More and more Palestinians are gaining permission to enter Israel and East Jerusalem for medical reasons – one of the few ways they can still obtain a permit.

Behind an oversized desk, Dalia Bessa, the Health Coordinator for the Israeli Civil Administration in the West Bank, answers her numerous phones in Hebrew, English and Arabic. One woman needs a permit to go to Jerusalem for cancer treatment; on another line, a report comes in about a car accident near Nablus. A moment later a Palestinian director of an East Jerusalem hospital files his request.

“We got 81,000 Palestinians permits to enter Israel for health reasons in 2006, a rise of 61 percent from 2005,” Bessa says from her office in Beit El, near Ramallah. Without those permits, no hospital will grant entry to a Palestinian patient.

She believes the increase is due to the Israeli security barrier, which limits Palestinians’ movements, and a strike in the medical sector. She expects even more Palestinians to require permits in 2007.

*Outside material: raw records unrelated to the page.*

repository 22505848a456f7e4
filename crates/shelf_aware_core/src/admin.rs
//! crates/shelf_aware_core/src/admin.rs
//!
//! Catalog curation and review moderation for administrators.

use std::sync::OnceLock;

use regex::Regex;

use crate::domain::{Book, Notification, Review};
use crate::fixtures::DEFAULT_COVER_URL;
use crate::profile::ReviewWithTitle;

pub const DEFAULT_CONDITION: &str = "New";
const SUMMARY_PREVIEW_CHARS: usize = 150;
const APPROVED_PREVIEW_LIMIT: usize = 5;

/// Raw values from the "Add New Book" dialog. Every field arrives as text.
#[derive(Debug, Clone, Default, PartialEq)]
pub struct NewBookForm {
    pub title: String,
    pub author: String,
    /// Comma-separated, e.g. `Biography/Memoir, History`.
    pub genre: String,
    pub abstract_text: String,
    pub price: String,
    pub condition: Option<String>,
}

fn leading_number() -> &'static Regex {
    static PATTERN: OnceLock<Regex> = OnceLock::new();
    PATTERN.get_or_init(|| {
        Regex::new(r"^\s*[+-]?(?:\d+\.?\d*|\.\d+)(?:[eE][+-]?\d+)?")
            .expect("price pattern is a valid regex")
    })
}

/// Reads the longest numeric prefix of `raw`; anything unparseable is 0.
pub fn parse_price(raw: &str) -> f64 {
    leading_number()
        .find(raw)
        .and_then(|m| m.as_str().trim().parse::<f64>().ok())
        .filter(|p| p.is_finite())
        .unwrap_or(0.0)
}

pub fn parse_genres(raw: &str) -> Vec<String> {
    raw.split(',')
        .map(str::trim)
        .filter(|g| !g.is_empty())
        .map(str::to_string)
        .collect()
}

impl NewBookForm {
    /// Builds the catalog entry. New books start unrated with no reviews.
    pub fn into_book(self, id: String) -> Book {
        Book {
            id,
            genres: parse_genres(&self.genre),
            price: Some(parse_price(&self.price)),
            condition: Some(
                self.condition
                    .filter(|c| !c.trim().is_empty())
                    .unwrap_or_else(|| DEFAULT_CONDITION.to_string()),
            ),
            title: self.title,
            author: self.author,
            cover: DEFAULT_COVER_URL.to_string(),
            abstract_text: self.abstract_text,
            average_rating: 0.0,
            total_reviews: 0,
        }
    }
}

/// The "LLM" abstract: stitched together from the book's own numbers and the
/// tags of its first review.
pub fn compose_summary(book: &Book, reviews: &[Review]) -> String {
    let described_as = reviews
        .iter()
        .find(|r| r.book_id == book.id)
        .map(|r| r.emotions.join(", ").to_lowercase())
        .filter(|tags| !tags.is_empty())
        .unwrap_or_else(|| "engaging".to_string());
    let preview: String = book.abstract_text.chars().take(SUMMARY_PREVIEW_CHARS).collect();

    format!(
        "AI-Generated Summary: This highly acclaimed book has received {} stars from {} readers. Reviewers describe it as {}. {}...",
        book.average_rating, book.total_reviews, described_as, preview
    )
}

#[derive(Debug, Clone, PartialEq)]
pub struct ModerationQueue {
    pub pending: Vec<ReviewWithTitle>,
    pub pending_count: usize,
    /// At most the first five approved reviews.
    pub approved: Vec<ReviewWithTitle>,
    pub approved_count: usize,
}

pub fn moderation_queue(reviews: &[Review], books: &[Book]) -> ModerationQueue {
    let with_title = |review: &Review| ReviewWithTitle {
        book_title: books
            .iter()
            .find(|b| b.id == review.book_id)
            .map(|b| b.title.clone()),
        review: review.clone(),
    };

    let pending: Vec<ReviewWithTitle> = reviews
        .iter()
        .filter(|r| !r.moderated)
        .map(with_title)
        .collect();
    let approved_count = reviews.iter().filter(|r| r.moderated).count();

    ModerationQueue {
        pending_count: pending.len(),
        pending,
        approved: reviews
            .iter()
            .filter(|r| r.moderated)
            .take(APPROVED_PREVIEW_LIMIT)
            .map(with_title)
            .collect(),
        approved_count,
    }
}

#[derive(Debug, Clone, Copy, PartialEq, Eq)]
pub enum ModerationDecision {
    Approve,
    Reject,
}

/// Moderation decisions are acknowledged only; no review changes state.
pub fn moderation_notification(decision: ModerationDecision) -> Notification {
    match decision {
        ModerationDecision::Approve => Notification::success("Review approved"),
        ModerationDecision::Reject => Notification::success("Review rejected"),
    }
}

pub fn book_added_notification() -> Notification {
    Notification::success("Book added successfully!")
}

pub fn book_deleted_notification() -> Notification {
    Notification::success("Book deleted successfully!")
}

pub fn summary_notification() -> Notification {
    Notification::success("Book abstract updated with LLM summary!")
}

While fewer and fewer Palestinians from the West Bank, and none from Gaza, are able to enter Israel to work - a situation unlikely to change - Bessa says 90 percent of applicants are granted permits when the reason is medical.

Aid blocked

Karni Crossing, the main commercial crossing into the Gaza Strip, is frequently closed by Israel due to intelligence alleging imminent attacks.

The Israeli human rights organisation Gisha has filed a High Court petition demanding that Karni be open longer so that aid can get through to Gaza. A hearing is set for the end of February.

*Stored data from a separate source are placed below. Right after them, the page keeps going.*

//! services/api/src/web/admin.rs
//!
//! Handlers for the admin panel. Catalog edits apply to the session's own copy
//! of the book list; moderation buttons only acknowledge the click.

use axum::{
    extract::{Path, State},
    http::{StatusCode, Uri},
    response::Json,
    Extension,
};
use shelf_aware_core::admin::{
    book_added_notification, book_deleted_notification, moderation_notification,
    moderation_queue, summary_notification, ModerationDecision, NewBookForm,
};
use shelf_aware_core::domain::AuthSession;
use shelf_aware_core::fixtures::{BOOK_CONDITIONS, GENRE_VOCABULARY};
use std::sync::Arc;
use tracing::info;
use uuid::Uuid;

use crate::web::protocol::{
    AdminViewDto, BookActionResponse, BookDto, NewBookRequest, NotificationDto, ShellDto,
};
use crate::web::rest::{book_not_found, port_failure, HandlerError};
use crate::web::state::AppState;

/// The admin workspace: the local book list and the moderation queue.
#[utoipa::path(
    get,
    path = "/admin",
    responses(
        (status = 200, description = "Admin workspace", body = AdminViewDto),
        (status = 303, description = "Not an administrator, redirected to /bookshelf")
    )
)]
pub async fn admin_view_handler(
    State(state): State<Arc<AppState>>,
    Extension(session): Extension<AuthSession>,
    uri: Uri,
) -> Result<Json<AdminViewDto>, HandlerError> {
    let books = state
        .sessions
        .admin_books(&session.id)
        .await
        .map_err(|e| port_failure("Loading admin catalog", e))?;
    let reviews = state
        .library
        .list_reviews()
        .await
        .map_err(|e| port_failure("Loading reviews", e))?;

    let moderation = moderation_queue(&reviews, &books);
    Ok(Json(AdminViewDto {
        shell: ShellDto::new(session.role, uri.path()),
        book_count: books.len(),
        books: books.into_iter().map(BookDto::from).collect(),
        genre_vocabulary: GENRE_VOCABULARY.iter().map(|g| g.to_string()).collect(),
        conditions: BOOK_CONDITIONS.iter().map(|c| c.to_string()).collect(),
        moderation: moderation.into(),
    }))
}

/// Appends one book to the admin's catalog copy.
#[utoipa::path(
    post,
    path = "/admin/books",
    request_body = NewBookRequest,
    responses(
        (status = 201, description = "Book added", body = BookActionResponse)
    )
)]
pub async fn add_book_handler(
    State(state): State<Arc<AppState>>,
    Extension(session): Extension<AuthSession>,
    Json(req): Json<NewBookRequest>,
) -> Result<(StatusCode, Json<BookActionResponse>), HandlerError> {
    let form: NewBookForm = req.into();
    let book = form.into_book(Uuid::new_v4().to_string());

    state
        .sessions
        .insert_admin_book(&session.id, book.clone())
        .await
        .map_err(|e| port_failure("Adding book", e))?;
    info!(book_id = %book.id, title = %book.title, "Book added");

    Ok((
        StatusCode::CREATED,
        Json(BookActionResponse {
            notification: book_added_notification().into(),
            book: book.into(),
        }),
    ))
}

/// Removes a book from the admin's catalog copy. Unknown ids are a no-op.
#[utoipa::path(
    delete,
    path = "/admin/books/{book_id}",
    params(("book_id" = String, Path, description = "Id of the book to remove.")),
    responses(
        (status = 200, description = "Book deleted", body = NotificationDto)
    )
)]
pub async fn delete_book_handler(
    State(state): State<Arc<AppState>>,
    Extension(session): Extension<AuthSession>,
    Path(book_id): Path<String>,
) -> Result<Json<NotificationDto>, HandlerError> {
    let removed = state
        .sessions
        .remove_admin_book(&session.id, &book_id)
        .await
        .map_err(|e| port_failure("Deleting book", e))?;
    info!(%book_id, removed, "Book delete requested");

    Ok(Json(book_deleted_notification().into()))
}

/// Replaces a book's abstract with a generated summary.
#[utoipa::path(
    post,
    path = "/admin/books/{book_id}/summary",
    params(("book_id" = String, Path, description = "Id of the book to summarise.")),
    responses(
        (status = 200, description = "Abstract replaced", body = BookActionResponse),
        (status = 404, description = "Book not found", body = NotificationDto)
    )
)]
pub async fn summarize_book_handler(
    State(state): State<Arc<AppState>>,
    Extension(session): Extension<AuthSession>,
    Path(book_id): Path<String>,
) -> Result<Json<BookActionResponse>, HandlerError> {
    let mut book = state
        .sessions
        .admin_books(&session.id)
        .await
        .map_err(|e| port_failure("Loading admin catalog", e))?
        .into_iter()
        .find(|b| b.id == book_id)
        .ok_or_else(book_not_found)?;
    let reviews = state
        .library
        .list_reviews()
        .await
        .map_err(|e| port_failure("Loading reviews", e))?;

    let summary = state
        .summarizer
        .summarize(&book, &reviews)
        .await
        .map_err(|e| port_failure("Generating summary", e))?;
    state
        .sessions
        .update_admin_book_abstract(&session.id, &book_id, &summary)
        .await
        .map_err(|e| port_failure("Saving summary", e))?;
    info!(%book_id, "Abstract replaced with generated summary");

    book.abstract_text = summary;
    Ok(Json(BookActionResponse {
        notification: summary_notification().into(),
        book: book.into(),
    }))
}

/// Acknowledges an approval. The review is not changed.
#[utoipa::path(
    post,
    path = "/admin/reviews/{review_id}/approve",
    params(("review_id" = String, Path, description = "Id of the review.")),
    responses(
        (status = 200, description = "Acknowledged", body = NotificationDto)
    )
)]
pub async fn approve_review_handler(Path(review_id): Path<String>) -> Json<NotificationDto> {
    info!(%review_id, "Review approval clicked");
    Json(moderation_notification(ModerationDecision::Approve).into())
}

/// Acknowledges a rejection. The review is not changed.
#[utoipa::path(
    post,
    path = "/admin/reviews/{review_id}/reject",
    params(("review_id" = String, Path, description = "Id of the review.")),
    responses(
        (status = 200, description = "Acknowledged", body = NotificationDto)
    )
)]
pub async fn reject_review_handler(Path(review_id): Path<String>) -> Json<NotificationDto> {
    info!(%review_id, "Review rejection clicked");
    Json(moderation_notification(ModerationDecision::Reject).into())
}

Meanwhile, the United Nations Relief and Works Agency (UNRWA) owes more than US$1 million in penalty fees to storage companies at the Ashdod Port in southern Israel, since it is unable to transfer containers in and out of the Gaza Strip quickly enough. This is wasted aid money, UNRWA officials say.

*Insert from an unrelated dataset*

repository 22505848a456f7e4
pub mod adapters;
pub mod config;
pub mod error;
pub mod web;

Shlomo Dror, a spokesman at the Israeli Ministry of Defence, says that without the international aid organisations there would be a humanitarian crisis in the Palestinian areas. “We don’t want a crisis like that,” Dror emphasised. “But, if one did emerge, we would have to go in [to the Palestinian areas] and help. But we want the Palestinian Authority to take responsibility, not us.”

Gabi Ashkenazi replaced Dan Halutz on Wednesday as the Israeli Chief-of-Staff but the coordination branches are expected to remain the same. However, work with the Palestinian side may improve if the Palestinians establish a unity government, as the military will not deal with Hamas.

Major Peter Lerner, in charge of humanitarian coordination in the Gaza Strip, explains that the army has implemented changes.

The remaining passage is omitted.